Romanian-American actress (1880–1968)

Fernanda Eliscu (April 24, 1880 – September 27, 1968) was a Romanian-born actress in the United States, in English and Yiddish productions on stage and screen.

==Early life==
Fernanda Eliscu was born in Iași, Romania (some sources say Bucharest). She moved to the United States as a girl with her parents. She trained at the American Academy of Dramatic Arts, and at Cooper Union.

==Career==
Early in her acting career, Eliscu was associated with Minnie Maddern Fiske and Maude Adams. On stage, Eliscu acted in The Little Minister, Cyrano de Bergerac (1899), Beau Brummel (1899), Her Majesty (1900), Don Caesar's Return (1901), The Smoldering Flame, Pickpockets, Jacque Duval, Romeo and Juliet (1903), Marta of the Lowlands (1903), The Light from Saint Agnes (1906), Ruth (1907), The Third Degree (1909-1910), The Outsider (1924, 1928), If I Were You (1931), Triplets (1932), Creeping Fire (1935), and Winterset (1936).

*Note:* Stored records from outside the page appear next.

//! Centralized constants for the shortcut resolver workspace.
//!
//! Default values shared between the config loader, the settings source
//! and the CLI live here so they are not duplicated as magic numbers.

// =============================================================================
// Settings Dump Acquisition
// =============================================================================

/// Default time allowed for `gsettings list-recursively` to finish, in seconds.
pub const DEFAULT_DUMP_TIMEOUT_SECS: u64 = 3;

/// Maximum allowed dump timeout in seconds.
pub const MAX_DUMP_TIMEOUT_SECS: u64 = 60;

/// Executable used to dump the settings store when none is configured.
pub const DEFAULT_GSETTINGS_BIN: &str = "gsettings";

// =============================================================================
// Schema Definition Search
// =============================================================================

/// Sub-directory of an XDG data directory holding compiled-in schema sources.
pub const SCHEMA_SUBDIR: &str = "glib-2.0/schemas";

/// Fallback for `XDG_DATA_DIRS` when the variable is unset (XDG base dir spec).
pub const DEFAULT_XDG_DATA_DIRS: &[&str] = &["/usr/local/share", "/usr/share"];

/// File suffix of schema definition files.
pub const SCHEMA_FILE_SUFFIX: &str = ".gschema.xml";

// =============================================================================
// Environment Variables
// =============================================================================

/// Selects the keyboard layout without prompting.
pub const ENV_KEY_LAYOUT: &str = "KEY_LAYOUT";

/// Overrides the dump timeout (seconds).
pub const ENV_DUMP_TIMEOUT: &str = "SHORTCUTS_DUMP_TIMEOUT";

/// Overrides the settings dump executable.
pub const ENV_GSETTINGS_BIN: &str = "SHORTCUTS_GSETTINGS_BIN";

/// Colon-separated schema directories searched before the XDG locations.
pub const ENV_GSETTINGS_SCHEMA_DIR: &str = "GSETTINGS_SCHEMA_DIR";

/// Colon-separated XDG data directories.
pub const ENV_XDG_DATA_DIRS: &str = "XDG_DATA_DIRS";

Her extensive collection of hair ornaments, combs, pins, and clasps, was considered remarkable.

In 1909, the Los Angeles Times theatre critic raved about Eliscu, assuring readers that "If the name of Fernanda Eliscu is not inscribed high in the records of dramatic accomplishment during the next ten years, it will be because either dramatic accomplishment or Fernanda Eliscu has ceased to exist."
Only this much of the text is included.